# PROBLEM REQUIREMENTS:
What is needed is every line of the material that contains "crate".

# MATERIAL FOR THIS TASK:
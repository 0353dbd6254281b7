// core/src/checkout.rs

//! Checkout: turns a validated request into a committed order.
//!
//! Collaborators (customer directory, shipping rates) are awaited first;
//! then one store transaction re-reads products, resolves discounts,
//! computes totals, writes the order with its lines, records discount
//! usage, appends the creation history row and reserves stock through the
//! ledger. Everything commits or nothing does. The order-created
//! notification goes out after commit and cannot undo any of it.

use std::sync::Arc;

use chrono::{DateTime, Utc};
use rust_decimal::Decimal;
use tracing::{info, instrument, warn};
use uuid::Uuid;

use crate::collaborators::{
  notify, CustomerDirectory, CustomerProfile, NotificationKind, NotificationSink,
  OrderNotification, ShippingRates,
};
use crate::discount::{self, tax, DiscountLine, DiscountOutcome};
use crate::domain::{
  normalize_code, Actor, Coupon, CouponUsage, DealUsage, Order, OrderItem, OrderStatus,
  OrderStatusHistory, StockReason, StockRef,
};
use crate::error::{CoreError, CoreResult, DiscountError};
use crate::ledger::InventoryLedger;
use crate::store::{Store, Txn};
use crate::usage::UsageTracker;

/// Store-level settings checkout needs; the application builds this from
/// its configuration.
#[derive(Debug, Clone, Copy)]
pub struct StoreSettings {
  /// Tax rate in percent.
  pub tax_rate: Decimal,
  /// Whether catalog prices already contain tax.
  pub tax_inclusive: bool,
}

/// One requested line. Catalog lines carry a `product_id` and snapshot
/// name/price from the product row; external (dropship) lines carry their
/// own name and price instead.
#[derive(Debug, Clone)]
pub struct CheckoutItem {
  pub product_id: Option<Uuid>,
  pub quantity: u32,
  pub name: Option<String>,
  pub sku: Option<String>,
  pub unit_price: Option<Decimal>,
  pub variation: Option<serde_json::Value>,
}

#[derive(Debug, Clone)]
pub struct CheckoutRequest {
  pub customer_id: Uuid,
  pub items: Vec<CheckoutItem>,
  pub coupon_code: Option<String>,
  /// When the coupon is rejected: `true` places the order without it,
  /// `false` fails the checkout with the rejection.
  pub allow_without_coupon: bool,
  pub shipping_method: String,
}

#[derive(Debug, Clone)]
pub struct CheckoutOutcome {
  pub order: Order,
  pub items: Vec<OrderItem>,
  pub deal: Option<discount::AppliedDeal>,
  pub coupon: Option<discount::AppliedCoupon>,
  /// Set when a requested coupon was rejected but the order proceeded.
  pub coupon_rejection: Option<DiscountError>,
}

#[derive(Clone)]
pub struct OrderAssembler {
  store: Arc<Store>,
  ledger: InventoryLedger,
  usage: UsageTracker,
  customers: Arc<dyn CustomerDirectory>,
  shipping: Arc<dyn ShippingRates>,
  notifications: Arc<dyn NotificationSink>,
  settings: StoreSettings,
}

impl OrderAssembler {
  pub fn new(
    store: Arc<Store>,
    customers: Arc<dyn CustomerDirectory>,
    shipping: Arc<dyn ShippingRates>,
    notifications: Arc<dyn NotificationSink>,
    settings: StoreSettings,
  ) -> Self {
    OrderAssembler {
      ledger: InventoryLedger::new(store.clone()),
      usage: UsageTracker::new(store.clone()),
      store,
      customers,
      shipping,
      notifications,
      settings,
    }
  }

  #[instrument(skip(self, request), fields(customer_id = %request.customer_id))]
  pub async fn create(&self, request: CheckoutRequest, actor: Actor) -> CoreResult<CheckoutOutcome> {
    validate(&request)?;

    let customer = self
      .customers
      .lookup(request.customer_id)
      .await
      .map_err(|source| CoreError::Collaborator {
        name: "customer_directory",
        source,
      })?
      .ok_or_else(|| CoreError::not_found("customer", request.customer_id))?;

    let shipping_cost = self
      .shipping
      .quote(&request.shipping_method, request.items.len() as u32)
      .await
      .map_err(|source| CoreError::Collaborator {
        name: "shipping_rates",
        source,
      })?;

    let now = Utc::now();
    let outcome = self
      .store
      .transaction(|txn| self.assemble(txn, &request, actor, shipping_cost, now))?;

    info!(
      order_number = %outcome.order.order_number,
      total = %outcome.order.total_amount,
      "order created"
    );
    notify(
      self.notifications.as_ref(),
      OrderNotification {
        kind: NotificationKind::OrderCreated,
        order_id: outcome.order.id,
        order_number: outcome.order.order_number.clone(),
        customer_id: customer.id,
        customer_name: Some(customer.name.clone()),
        total_amount: outcome.order.total_amount,
        status: outcome.order.status,
      },
    )
    .await;

    Ok(outcome)
  }

  /// The transactional part of checkout. Synchronous: the surrounding lock
  /// serializes it against every other mutation.
  fn assemble(
    &self,
    txn: &mut Txn<'_>,
    request: &CheckoutRequest,
    actor: Actor,
    shipping_cost: Decimal,
    now: DateTime<Utc>,
  ) -> CoreResult<CheckoutOutcome> {
    let order_id = Uuid::new_v4();
    let drafts = self.resolve_lines(txn, request, order_id)?;

    let discount_lines: Vec<DiscountLine> = drafts
      .iter()
      .map(|item| DiscountLine {
        product_id: item.product_id,
        category_id: item.category_id,
        quantity: item.quantity,
        unit_price: item.unit_price,
      })
      .collect();

    let coupon = self.resolve_coupon(txn, request)?;
    let deals = txn.deals();
    let snapshot =
      self
        .usage
        .snapshot_in(txn, request.customer_id, coupon.as_ref(), &deals);
    let resolution = discount::resolve(
      &discount_lines,
      coupon.as_ref(),
      &deals,
      &snapshot,
      now,
    );
    let coupon_rejection = self.vet_rejection(request, resolution.coupon_rejection.clone())?;

    let subtotal: Decimal = discount_lines.iter().map(DiscountLine::amount).sum();
    let totals = tax::compute_totals(
      subtotal,
      resolution.total_discount,
      shipping_cost,
      self.settings.tax_rate,
      self.settings.tax_inclusive,
    );

    let order_number = next_order_number(txn, now);
    let order = Order {
      id: order_id,
      order_number,
      customer_id: request.customer_id,
      status: OrderStatus::PendingPayment,
      subtotal: totals.subtotal,
      discount_amount: totals.discount_amount,
      shipping_cost: totals.shipping_cost,
      tax_rate: totals.tax_rate,
      tax_amount: totals.tax_amount,
      tax_inclusive: totals.tax_inclusive,
      total_amount: totals.total_amount,
      coupon_id: resolution.coupon.as_ref().map(|c| c.coupon_id),
      coupon_code: resolution.coupon.as_ref().map(|c| c.code.clone()),
      cancellation_requested_at: None,
      cancellation_reason: None,
      cancellation_requested_by: None,
      cancelled_at: None,
      cancelled_by: None,
      created_at: now,
      updated_at: now,
    };
    txn.put_order(order.clone());
    for item in &drafts {
      txn.put_item(item.clone());
    }

    // Reserve stock line by line; a later line re-reads what an earlier
    // line already staged, so duplicate products cannot oversell.
    for item in &drafts {
      if let Some(product_id) = item.product_id {
        self.ledger.adjust_in(
          txn,
          product_id,
          -i64::from(item.quantity),
          StockReason::OrderCreated,
          Some(StockRef::Order(order_id)),
          actor,
          None,
          false,
        )?;
      }
    }

    self.record_usages(txn, &order, &resolution)?;

    txn.append_history(OrderStatusHistory {
      id: Uuid::new_v4(),
      order_id,
      old_status: None,
      new_status: order.status,
      actor,
      note: None,
      created_at: now,
    });

    Ok(CheckoutOutcome {
      items: drafts,
      deal: resolution.deal,
      coupon: resolution.coupon,
      coupon_rejection,
      order,
    })
  }

  /// Materializes the request lines. Catalog lines re-read their product
  /// inside the transaction and snapshot name/sku/price from it; external
  /// lines pass through as given.
  fn resolve_lines(
    &self,
    txn: &Txn<'_>,
    request: &CheckoutRequest,
    order_id: Uuid,
  ) -> CoreResult<Vec<OrderItem>> {
    let mut items = Vec::with_capacity(request.items.len());
    for line in &request.items {
      let item = match line.product_id {
        Some(product_id) => {
          let product = txn.require_product(product_id)?;
          if !product.active {
            return Err(CoreError::Validation(format!(
              "product '{}' is not available for purchase",
              product.name
            )));
          }
          if product.stock_quantity < i64::from(line.quantity) {
            return Err(CoreError::InsufficientStock {
              product_id,
              requested: i64::from(line.quantity),
              available: product.stock_quantity,
            });
          }
          OrderItem {
            id: Uuid::new_v4(),
            order_id,
            product_id: Some(product_id),
            product_name: product.name,
            product_sku: product.sku,
            product_image: product.image,
            category_id: product.category_id,
            quantity: line.quantity,
            unit_price: product.price,
            line_total: product.price * Decimal::from(line.quantity),
            variation: line.variation.clone(),
            sourcing_ref: None,
            sourcing_note: None,
          }
        }
        None => {
          // validate() already proved name and price are present
          let name = line.name.clone().unwrap_or_default();
          let unit_price = line.unit_price.unwrap_or_default();
          OrderItem {
            id: Uuid::new_v4(),
            order_id,
            product_id: None,
            product_name: name,
            product_sku: line.sku.clone(),
            product_image: None,
            category_id: None,
            quantity: line.quantity,
            unit_price,
            line_total: unit_price * Decimal::from(line.quantity),
            variation: line.variation.clone(),
            sourcing_ref: None,
            sourcing_note: None,
          }
        }
      };
      items.push(item);
    }
    Ok(items)
  }

  /// Fetches the requested coupon. An unknown code is a rejection like any
  /// other, so it flows through the same proceed-or-fail decision.
  fn resolve_coupon(
    &self,
    txn: &Txn<'_>,
    request: &CheckoutRequest,
  ) -> CoreResult<Option<Coupon>> {
    let Some(raw) = request.coupon_code.as_deref() else {
      return Ok(None);
    };
    let code = normalize_code(raw);
    if code.is_empty() {
      return Ok(None);
    }
    match txn.coupon_by_code(&code) {
      Some(coupon) => Ok(Some(coupon)),
      None if request.allow_without_coupon => Ok(None),
      None => Err(DiscountError::CouponNotFound { code }.into()),
    }
  }

  fn vet_rejection(
    &self,
    request: &CheckoutRequest,
    rejection: Option<DiscountError>,
  ) -> CoreResult<Option<DiscountError>> {
    match rejection {
      Some(reason) if request.allow_without_coupon => {
        warn!(coupon = reason.subject(), %reason, "proceeding without rejected coupon");
        Ok(Some(reason))
      }
      Some(reason) => Err(reason.into()),
      None => Ok(None),
    }
  }

  fn record_usages(
    &self,
    txn: &mut Txn<'_>,
    order: &Order,
    resolution: &DiscountOutcome,
  ) -> CoreResult<()> {
    let goods_before = order.subtotal;
    let goods_after = order.subtotal - order.discount_amount;
    if let Some(applied) = &resolution.coupon {
      self.usage.record_coupon_usage_in(
        txn,
        CouponUsage {
          id: Uuid::new_v4(),
          coupon_id: applied.coupon_id,
          order_id: order.id,
          customer_id: order.customer_id,
          discount_amount: applied.amount,
          order_total_before: goods_before,
          order_total_after: goods_after,
          created_at: order.created_at,
        },
      )?;
    }
    if let Some(applied) = &resolution.deal {
      self.usage.record_deal_usage_in(
        txn,
        DealUsage {
          id: Uuid::new_v4(),
          deal_id: applied.deal_id,
          order_id: order.id,
          customer_id: order.customer_id,
          discount_amount: applied.amount,
          order_total_before: goods_before,
          order_total_after: goods_after,
          products_applied: applied.products_applied.clone(),
          created_at: order.created_at,
        },
      )?;
    }
    Ok(())
  }
}

fn validate(request: &CheckoutRequest) -> CoreResult<()> {
  if request.items.is_empty() {
    return Err(CoreError::Validation(
      "order must contain at least one item".into(),
    ));
  }
  if request.shipping_method.trim().is_empty() {
    return Err(CoreError::Validation("shipping method is required".into()));
  }
  for (idx, item) in request.items.iter().enumerate() {
    if item.quantity == 0 {
      return Err(CoreError::Validation(format!(
        "item {idx}: quantity must be positive"
      )));
    }
    if item.product_id.is_none() {
      let named = item
        .name
        .as_deref()
        .map_or(false, |name| !name.trim().is_empty());
      let priced = item.unit_price.map_or(false, |price| price > Decimal::ZERO);
      if !named || !priced {
        return Err(CoreError::Validation(format!(
          "item {idx}: external lines need a name and a positive unit price"
        )));
      }
    }
  }
  Ok(())
}

/// `ORD-YYYYMMDD-XXXXXX`, unique among committed and staged orders.
fn next_order_number(txn: &Txn<'_>, now: DateTime<Utc>) -> String {
  loop {
    let suffix = Uuid::new_v4().simple().to_string()[..6].to_uppercase();
    let candidate = format!("ORD-{}-{}", now.format("%Y%m%d"), suffix);
    if !txn.order_number_taken(&candidate) {
      return candidate;
    }
  }
}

# SOLUTION TO THE EXERCISE:
use crate::collaborators::{
use crate::discount::{self, tax, DiscountLine, DiscountOutcome};
use crate::domain::{
use crate::error::{CoreError, CoreResult, DiscountError};
use crate::ledger::InventoryLedger;
use crate::store::{Store, Txn};
use crate::usage::UsageTracker;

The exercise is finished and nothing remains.